Moines de Tibhirine : le juge Trévidic sera sous l'autorité d'un juge algérien

Le juge antiterroriste français Marc Trévidic est à Alger pour une semaine, dans le cadre de l'enquête sur le massacre des moines de Tibhirine en 1996.

Moines de Tibhirine : le juge Trévidic sera sous l'autorité d'un juge algérienIl n'est pas question pour les autorités algériennes de laisser le juge français fouiner tout seul pour ilucider l'assassinat des moines de Tibhirine. Parole de Tayeb Louh. Ainsi, le juge antiterroriste français Marc Trévidic en mission à Alger pour faire la lumière sur le massacre des moines de Tibhirine en 1996 va travailler sous l'autorité d'un juge algérien, a déclaré lundi le ministre de la Justice, Tayeb Louh. "L'exécution de la procédure rogatoire et l'application des procédures seront effectuées par le juge algérien en charge de l'affaire", a déclaré le ministre à la presse. Selon Louh, les autopsies des têtes des sept moines décapités seront pratiquées par la partie algérienne, en présence des juges français. Il s'agit "de souveraineté nationale", a lancé le ministre en précisant que c'était également "les usages internationaux". Tayeb Louh a rappelé que la même affaire était "aussi instruite en Algérie par le pôle pénal d'Alger spécialisé dans les affaires de terrorisme et de criminalité". Le juge en chargé du dossier "se déplacera à son tour en France durant la dernière semaine" d'octobre.

Selon des informations diffusées par la presse algérienne, il a obtenu l'autorisation d'auditionner deux membres des services secrets français. Il s'agit de Pierre le Doaré, ancien chef d'antenne des services secrets français (DGSE) à Alger (1994-1996), et Jean-Charles Marchiani, ancien officier du même service et ex-préfet du Var.

Marc Trévidic et sa collègue Nathalie Poux sont arrivés dimanche à Alger pour participer à une expertise des têtes des religieux français, enterrées dans les jardins de leur ancien monastère isolé de Tibhirine, près de Médéa (80 kilomètres au sud d'Alger). Ils devraient se rendre mardi sur les lieux, selon une source proche du dossier. Les deux magistrats n'ont fait aucune déclaration à la presse depuis leur arrivée en Algérie, où ils devraient séjourner environ une semaine. Les deux juges avaient demandé à se rendre en Algérie il y a près de trois ans, dans une commission rogatoire internationale. Ce voyage a fait l'objet de longues tractations entre Paris et Alger. Les deux reports successifs après l'accord de principe donné par Alger en novembre 2013, avaient suscité l'agacement du juge Trévidic.

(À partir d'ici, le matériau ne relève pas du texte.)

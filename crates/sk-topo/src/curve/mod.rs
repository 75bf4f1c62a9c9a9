//! Parametric curve model for planar sketch fragments.
//!
//! Curves are shared, externally-owned geometry; fragments are trimmed,
//! directed views over them. The curve abstraction is a trait with
//! variant implementations (line, arc, polyline) so one loop can mix
//! curve kinds freely.

use std::f64::consts::TAU;
use std::fmt;
use std::sync::Arc;

use glam::DVec2;

/// A planar parametric curve.
///
/// Implementations must be pure: evaluation has no side effects and the
/// same parameter always yields the same point.
pub trait Curve: fmt::Debug + Send + Sync {
    /// Evaluate the curve position at parameter `u`.
    fn point_at(&self, u: f64) -> DVec2;

    /// Inverse evaluation: the parameter of the curve point closest to `p`.
    ///
    /// `p` is not required to lie on the curve; callers use this for
    /// ray-crossing tests where an approximate inverse is sufficient.
    fn param_at(&self, p: DVec2) -> f64;

    /// The valid parameter domain `(min, max)`.
    fn domain(&self) -> (f64, f64);
}

/// An infinite-precision line segment parameterized over `[0, 1]`.
#[derive(Debug, Clone, Copy, PartialEq)]
pub struct Line {
    /// Point at parameter 0
    pub start: DVec2,
    /// Point at parameter 1
    pub end: DVec2,
}

impl Line {
    /// Create a line segment between two points
    pub fn new(start: DVec2, end: DVec2) -> Self {
        Self { start, end }
    }
}

impl Curve for Line {
    fn point_at(&self, u: f64) -> DVec2 {
        self.start.lerp(self.end, u)
    }

    fn param_at(&self, p: DVec2) -> f64 {
        let d = self.end - self.start;
        let len_sq = d.length_squared();
        if len_sq == 0.0 {
            return 0.0;
        }
        (p - self.start).dot(d) / len_sq
    }

    fn domain(&self) -> (f64, f64) {
        (0.0, 1.0)
    }
}

/// A circular arc parameterized by angle in radians.
///
/// The domain runs from `start_angle` to `end_angle`; a full circle is
/// an arc spanning `TAU`.
#[derive(Debug, Clone, Copy, PartialEq)]
pub struct CircularArc {
    /// Center of the supporting circle
    pub center: DVec2,
    /// Radius of the supporting circle
    pub radius: f64,
    /// Angle at the start of the domain
    pub start_angle: f64,
    /// Angle at the end of the domain
    pub end_angle: f64,
}

impl CircularArc {
    /// Create an arc; `end_angle` may exceed `start_angle` by up to a full turn
    pub fn new(center: DVec2, radius: f64, start_angle: f64, end_angle: f64) -> Self {
        Self {
            center,
            radius,
            start_angle,
            end_angle,
        }
    }

    /// A full circle starting at angle 0
    pub fn circle(center: DVec2, radius: f64) -> Self {
        Self::new(center, radius, 0.0, TAU)
    }
}

impl Curve for CircularArc {
    fn point_at(&self, u: f64) -> DVec2 {
        self.center + self.radius * DVec2::from_angle(u)
    }

    fn param_at(&self, p: DVec2) -> f64 {
        let mut angle = (p - self.center).to_angle();
        let (lo, hi) = self.domain();
        while angle < lo {
            angle += TAU;
        }
        while angle > hi && angle - TAU >= lo {
            angle -= TAU;
        }
        angle
    }

    fn domain(&self) -> (f64, f64) {
        if self.start_angle <= self.end_angle {
            (self.start_angle, self.end_angle)
        } else {
            (self.end_angle, self.start_angle)
        }
    }
}

/// A piecewise-linear curve, the stand-in for generic splines.
///
/// Parameterized by segment index plus fraction: `u = 1.5` is the
/// midpoint of the second segment.
#[derive(Debug, Clone, PartialEq)]
pub struct Polyline {
    /// Control points, at least two
    pub points: Vec<DVec2>,
}

impl Polyline {
    /// Create a polyline through the given points
    pub fn new(points: Vec<DVec2>) -> Self {
        debug_assert!(points.len() >= 2, "polyline needs at least two points");
        Self { points }
    }
}

impl Curve for Polyline {
    fn point_at(&self, u: f64) -> DVec2 {
        let max = (self.points.len() - 1) as f64;
        let u = u.clamp(0.0, max);
        let i = (u.floor() as usize).min(self.points.len() - 2);
        let t = u - i as f64;
        self.points[i].lerp(self.points[i + 1], t)
    }

    fn param_at(&self, p: DVec2) -> f64 {
        let mut best_u = 0.0;
        let mut best_dist = f64::INFINITY;
        for i in 0..self.points.len() - 1 {
            let a = self.points[i];
            let b = self.points[i + 1];
            let d = b - a;
            let len_sq = d.length_squared();
            let t = if len_sq == 0.0 {
                0.0
            } else {
                ((p - a).dot(d) / len_sq).clamp(0.0, 1.0)
            };
            let dist = p.distance(a.lerp(b, t));
            if dist < best_dist {
                best_dist = dist;
                best_u = i as f64 + t;
            }
        }
        best_u
    }

    fn domain(&self) -> (f64, f64) {
        (0.0, (self.points.len() - 1) as f64)
    }
}

/// A trimmed, directed view over a shared parametric curve.
///
/// The fragment references its curve through an `Arc`; many fragments
/// produced by splitting one sketch entity share the same curve value.
/// Endpoints are derived on demand by evaluating the curve at the
/// interval bounds.
#[derive(Debug, Clone)]
pub struct CurveFragment {
    curve: Arc<dyn Curve>,
    u0: f64,
    u1: f64,
}

impl CurveFragment {
    /// Create a fragment over `[u0, u1]` of `curve`.
    ///
    /// The interval must lie within the curve's valid domain; the bounds
    /// may be given in either order.
    pub fn new(curve: Arc<dyn Curve>, u0: f64, u1: f64) -> Self {
        let (lo, hi) = curve.domain();
        debug_assert!(
            u0.min(u1) >= lo - 1e-9 && u0.max(u1) <= hi + 1e-9,
            "fragment interval [{u0}, {u1}] outside curve domain [{lo}, {hi}]"
        );
        Self { curve, u0, u1 }
    }

    /// A line-segment fragment between two points
    pub fn segment(start: DVec2, end: DVec2) -> Self {
        Self::new(Arc::new(Line::new(start, end)), 0.0, 1.0)
    }

    /// The physical endpoint at the `u0` interval bound
    pub fn point_a(&self) -> DVec2 {
        self.curve.point_at(self.u0)
    }

    /// The physical endpoint at the `u1` interval bound
    pub fn point_b(&self) -> DVec2 {
        self.curve.point_at(self.u1)
    }

    /// The curve point halfway through the interval
    pub fn midpoint(&self) -> DVec2 {
        self.curve.point_at((self.u0 + self.u1) * 0.5)
    }

    /// Whether the fragment is too small to take part in assembly.
    ///
    /// Degenerate means a collapsed parameter interval, or endpoints that
    /// coincide while the fragment itself has near-zero length. A full
    /// circle has coincident endpoints but real length and is kept.
    pub fn is_degenerate(&self, tolerance: f64) -> bool {
        if (self.u1 - self.u0).abs() <= f64::EPSILON {
            return true;
        }
        let a = self.point_a();
        let b = self.point_b();
        if a.distance(b) > tolerance {
            return false;
        }
        let mid = self.midpoint();
        a.distance(mid) + mid.distance(b) <= tolerance
    }

    /// Even-odd crossing test against a horizontal ray cast from `p`
    /// toward +X.
    ///
    /// True iff `p.y` lies strictly between the two endpoint Y values and
    /// the fragment's X at the matching parameter exceeds `p.x`. The
    /// strict comparison is the tie-break convention: an endpoint whose Y
    /// equals `p.y` never counts as a crossing, so a sample point sitting
    /// on an endpoint level must be resampled by the caller.
    ///
    /// Assumes the fragment is monotone in Y: the upstream intersection
    /// split cuts curves at their horizontal tangents, so a fragment
    /// never spans a Y extremum. A non-monotone fragment would cross the
    /// ray twice inside the endpoint band but be counted once, breaking
    /// the parity contract.
    pub fn ray_intersects_horizontal(&self, p: DVec2) -> bool {
        let a = self.point_a();
        let b = self.point_b();
        let between = (p.y < b.y && p.y > a.y) || (p.y > b.y && p.y < a.y);
        if !between {
            return false;
        }
        let u = self.curve.param_at(p);
        self.curve.point_at(u).x > p.x
    }
}

#[cfg(test)]
mod tests {
    use super::*;
    use approx::assert_relative_eq;
    use std::f64::consts::PI;

    #[test]
    fn test_line_evaluation() {
        let line = Line::new(DVec2::new(0.0, 0.0), DVec2::new(10.0, 0.0));
        assert_relative_eq!(line.point_at(0.5).x, 5.0);
        assert_relative_eq!(line.param_at(DVec2::new(2.5, 3.0)), 0.25);
    }

    #[test]
    fn test_arc_evaluation() {
        let arc = CircularArc::new(DVec2::ZERO, 2.0, 0.0, PI);
        let top = arc.point_at(PI / 2.0);
        assert_relative_eq!(top.x, 0.0, epsilon = 1e-12);
        assert_relative_eq!(top.y, 2.0);
        assert_relative_eq!(arc.param_at(DVec2::new(0.0, 5.0)), PI / 2.0);
    }

    #[test]
    fn test_polyline_inverse() {
        let poly = Polyline::new(vec![
            DVec2::new(0.0, 0.0),
            DVec2::new(10.0, 0.0),
            DVec2::new(10.0, 10.0),
        ]);
        // Closest point to (10, 5) is halfway up the second segment
        assert_relative_eq!(poly.param_at(DVec2::new(11.0, 5.0)), 1.5);
        assert_relative_eq!(poly.point_at(1.5).y, 5.0);
    }

    #[test]
    fn test_fragment_endpoints() {
        let frag = CurveFragment::segment(DVec2::new(1.0, 2.0), DVec2::new(3.0, 4.0));
        assert_relative_eq!(frag.point_a().x, 1.0);
        assert_relative_eq!(frag.point_b().y, 4.0);
        assert_relative_eq!(frag.midpoint().x, 2.0);
    }

    #[test]
    fn test_ray_crossing_vertical_segment() {
        let frag = CurveFragment::segment(DVec2::new(5.0, 0.0), DVec2::new(5.0, 10.0));
        // Segment lies to the right of the sample point
        assert!(frag.ray_intersects_horizontal(DVec2::new(3.0, 5.0)));
        // Segment lies to the left
        assert!(!frag.ray_intersects_horizontal(DVec2::new(7.0, 5.0)));
        // Sample above the segment
        assert!(!frag.ray_intersects_horizontal(DVec2::new(3.0, 11.0)));
    }

    #[test]
    fn test_ray_crossing_equal_endpoint_y_never_counts() {
        let horizontal = CurveFragment::segment(DVec2::new(0.0, 5.0), DVec2::new(10.0, 5.0));
        assert!(!horizontal.ray_intersects_horizontal(DVec2::new(-1.0, 5.0)));

        // Vertex-exact sample: p.y equals an endpoint y
        let slanted = CurveFragment::segment(DVec2::new(5.0, 5.0), DVec2::new(10.0, 10.0));
        assert!(!slanted.ray_intersects_horizontal(DVec2::new(0.0, 5.0)));
    }

    #[test]
    fn test_ray_crossing_monotone_arc() {
        // Right half-circle, monotone in Y from (0,-2) up to (0,2)
        let arc = CircularArc::new(DVec2::ZERO, 2.0, -PI / 2.0, PI / 2.0);
        let frag = CurveFragment::new(Arc::new(arc), -PI / 2.0, PI / 2.0);
        // Crossing at x = 2 lies to the right of the sample
        assert!(frag.ray_intersects_horizontal(DVec2::new(1.0, 0.0)));
        // Sample beyond the arc
        assert!(!frag.ray_intersects_horizontal(DVec2::new(3.0, 0.0)));
        // Endpoint levels never count
        assert!(!frag.ray_intersects_horizontal(DVec2::new(0.0, 2.0)));
    }

    #[test]
    fn test_degenerate_fragment() {
        let zero_span = CurveFragment::new(
            Arc::new(Line::new(DVec2::ZERO, DVec2::new(1.0, 0.0))),
            0.5,
            0.5,
        );
        assert!(zero_span.is_degenerate(1e-4));

        let tiny = CurveFragment::segment(DVec2::ZERO, DVec2::new(1e-6, 0.0));
        assert!(tiny.is_degenerate(1e-4));

        // Full circle: coincident endpoints but real length
        let circle = CircularArc::circle(DVec2::ZERO, 3.0);
        let frag = CurveFragment::new(Arc::new(circle), 0.0, TAU);
        assert!(!frag.is_degenerate(1e-4));
    }
}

Moines de Tibhirine : le juge Trévidic sera sous l'autorité d'un juge algérienMarc Trévidic n'opérera pas seul en Algérie.

La mission intervient dans un contexte sécuritaire tendu trois semaines après une nouvelle tragédie impliquant un ressortissant français, l'enlèvement suivi de la décapitation du guide de montagne Hervé Gourdel en Kabylie. Les moines Christian de Cherge, Luc Dochier, Paul Favre Miville, Michel Fleury, Christophe Lebreton, Bruno Lemarchand et Célestin Ringeard avaient été enlevés dans la nuit du 26 au 27 mars 1996. Le rapt avait été revendiqué un mois plus tard par le Groupe islamique armé (GIA) via un communiqué signé de son "émir" Djamel Zitouni. Le commanditaire des attentats de 1995 en France proposait un échange avec un autre responsable du GIA. Pendant que l'armée algérienne menait des ratissages à la recherche des moines, l'ambassade de France a tenté d'entrer en contact directement avec les ravisseurs. Mais l'opération a échoué. Certains témoignages ont fait porté la responsabilité à l'armée algérienne dans la mort des moines, notamment celui de Pierre le Doaré qui a évoqué même "une bavure de l'armée algérienne".